__Task requirements__: Reproduce the data below verbatim from the line containing "authentication collaborator boundary." through its final line, and produce nothing more.

[Stored data entries]
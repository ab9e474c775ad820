use std::path::Path;
use std::str::FromStr;

use chrono::{DateTime, Utc};
use sqlx::sqlite::{SqliteConnectOptions, SqlitePool, SqlitePoolOptions};
use sqlx::types::Json;
use sqlx::Row;
use tracing::debug;
use uuid::Uuid;

use kiradopay_core::{EventCode, LocalReceiptId};
use kiradopay_ledger::ReceiptInput;

use super::{BufferError, BufferedReceipt, ReceiptBuffer};

const SCHEMA: &str = r#"
CREATE TABLE IF NOT EXISTS buffered_receipts (
    event_code  TEXT NOT NULL,
    id          TEXT NOT NULL,
    created_at  TEXT NOT NULL,
    payload     TEXT NOT NULL,
    PRIMARY KEY (event_code, id)
)
"#;

/// Durable buffer in a local SQLite file.
///
/// Append order is the table's rowid order.
#[derive(Debug, Clone)]
pub struct SqliteReceiptBuffer {
    pool: SqlitePool,
}

impl SqliteReceiptBuffer {
    /// Open (creating if needed) the buffer file at `path`.
    pub async fn open(path: &Path) -> Result<Self, BufferError> {
        if let Some(parent) = path.parent() {
            std::fs::create_dir_all(parent).map_err(|e| {
                BufferError::Storage(format!("failed to create {}: {e}", parent.display()))
            })?;
        }

        let options = SqliteConnectOptions::new()
            .filename(path)
            .create_if_missing(true);
        let pool = SqlitePoolOptions::new()
            .max_connections(4)
            .connect_with(options)
            .await?;

        debug!(path = %path.display(), "opened receipt buffer");
        Self::with_pool(pool).await
    }

    /// A buffer that lives as long as this handle (one shared connection).
    pub async fn in_memory() -> Result<Self, BufferError> {
        let options = SqliteConnectOptions::from_str("sqlite::memory:")?;
        let pool = SqlitePoolOptions::new()
            .max_connections(1)
            .idle_timeout(None)
            .max_lifetime(None)
            .connect_with(options)
            .await?;
        Self::with_pool(pool).await
    }

    async fn with_pool(pool: SqlitePool) -> Result<Self, BufferError> {
        sqlx::query(SCHEMA).execute(&pool).await?;
        Ok(Self { pool })
    }
}

#[async_trait::async_trait]
impl ReceiptBuffer for SqliteReceiptBuffer {
    async fn append(&self, receipt: BufferedReceipt) -> Result<(), BufferError> {
        let result = sqlx::query(
            r#"
            INSERT INTO buffered_receipts (event_code, id, created_at, payload)
            VALUES (?1, ?2, ?3, ?4)
            "#,
        )
        .bind(receipt.event_code.as_str())
        .bind(receipt.local_id.to_string())
        .bind(receipt.created_at)
        .bind(Json(&receipt.input))
        .execute(&self.pool)
        .await;

        match result {
            Ok(_) => Ok(()),
            Err(sqlx::Error::Database(db)) if db.is_unique_violation() => {
                Err(BufferError::Duplicate(receipt.local_id))
            }
            Err(e) => Err(e.into()),
        }
    }

    async fn list_local(&self, event: &EventCode) -> Result<Vec<BufferedReceipt>, BufferError> {
        let rows = sqlx::query(
            r#"
            SELECT id, created_at, payload
            FROM buffered_receipts
            WHERE event_code = ?1
            ORDER BY rowid
            "#,
        )
        .bind(event.as_str())
        .fetch_all(&self.pool)
        .await?;

        rows.into_iter()
            .map(|row| -> Result<BufferedReceipt, BufferError> {
                let id: String = row.try_get("id")?;
                let created_at: DateTime<Utc> = row.try_get("created_at")?;
                let Json(input): Json<ReceiptInput> = row.try_get("payload")?;
                let local_id = Uuid::parse_str(&id)
                    .map(LocalReceiptId::from_uuid)
                    .map_err(|e| BufferError::Corrupt(format!("id {id:?}: {e}")))?;
                Ok(BufferedReceipt {
                    local_id,
                    event_code: event.clone(),
                    created_at,
                    input,
                })
            })
            .collect()
    }

    async fn remove(&self, event: &EventCode, ids: &[LocalReceiptId]) -> Result<u64, BufferError> {
        if ids.is_empty() {
            return Ok(0);
        }

        let mut tx = self.pool.begin().await?;
        let mut removed = 0;
        for id in ids {
            let result = sqlx::query("DELETE FROM buffered_receipts WHERE event_code = ?1 AND id = ?2")
                .bind(event.as_str())
                .bind(id.to_string())
                .execute(&mut *tx)
                .await?;
            removed += result.rows_affected();
        }
        tx.commit().await?;

        debug!(event_code = %event, removed, "evicted buffered receipts");
        Ok(removed)
    }
}

#[cfg(test)]
mod tests {
    use super::*;
    use crate::buffer::contract;

    #[tokio::test]
    async fn keeps_append_order_per_event() {
        let buffer = SqliteReceiptBuffer::in_memory().await.unwrap();
        contract::keeps_append_order_per_event(&buffer).await;
    }

    #[tokio::test]
    async fn rejects_duplicate_local_ids() {
        let buffer = SqliteReceiptBuffer::in_memory().await.unwrap();
        contract::rejects_duplicate_local_ids(&buffer).await;
    }

    #[tokio::test]
    async fn removes_only_within_event() {
        let buffer = SqliteReceiptBuffer::in_memory().await.unwrap();
        contract::removes_only_within_event(&buffer).await;
    }

    #[tokio::test]
    async fn entries_survive_reopening_the_file() {
        let dir = std::env::temp_dir().join(format!("kiradopay-buffer-{}", Uuid::now_v7()));
        let path = dir.join("buffer.db");

        let entry = contract::sale("EXPO24", "A", 2);
        {
            let buffer = SqliteReceiptBuffer::open(&path).await.unwrap();
            buffer.append(entry.clone()).await.unwrap();
            buffer.pool.close().await;
        }

        let reopened = SqliteReceiptBuffer::open(&path).await.unwrap();
        assert_eq!(
            reopened.list_local(&contract::event("EXPO24")).await.unwrap(),
            vec![entry]
        );

        reopened.pool.close().await;
        let _ = std::fs::remove_dir_all(dir);
    }
}
//! `kiradopay-auth`: the authentication collaborator boundary.
//!
//! Sessions are issued elsewhere; this crate only verifies bearer tokens and
//! checks scopes. It is intentionally decoupled from HTTP and storage.

pub mod authorize;
pub mod claims;
pub mod scopes;
pub mod validator;

pub use authorize::{authorize, verify, AuthError, Token};
pub use claims::{JwtClaims, TokenValidationError, validate_claims};
pub use scopes::Scope;
pub use validator::{Hs256JwtValidator, JwtValidator};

__Task response__:
//! `kiradopay-auth`: the authentication collaborator boundary.
//!
//! Sessions are issued elsewhere; this crate only verifies bearer tokens and
//! checks scopes. It is intentionally decoupled from HTTP and storage.

pub mod authorize;
pub mod claims;
pub mod scopes;
pub mod validator;

pub use authorize::{authorize, verify, AuthError, Token};
pub use claims::{JwtClaims, TokenValidationError, validate_claims};
pub use scopes::Scope;
pub use validator::{Hs256JwtValidator, JwtValidator};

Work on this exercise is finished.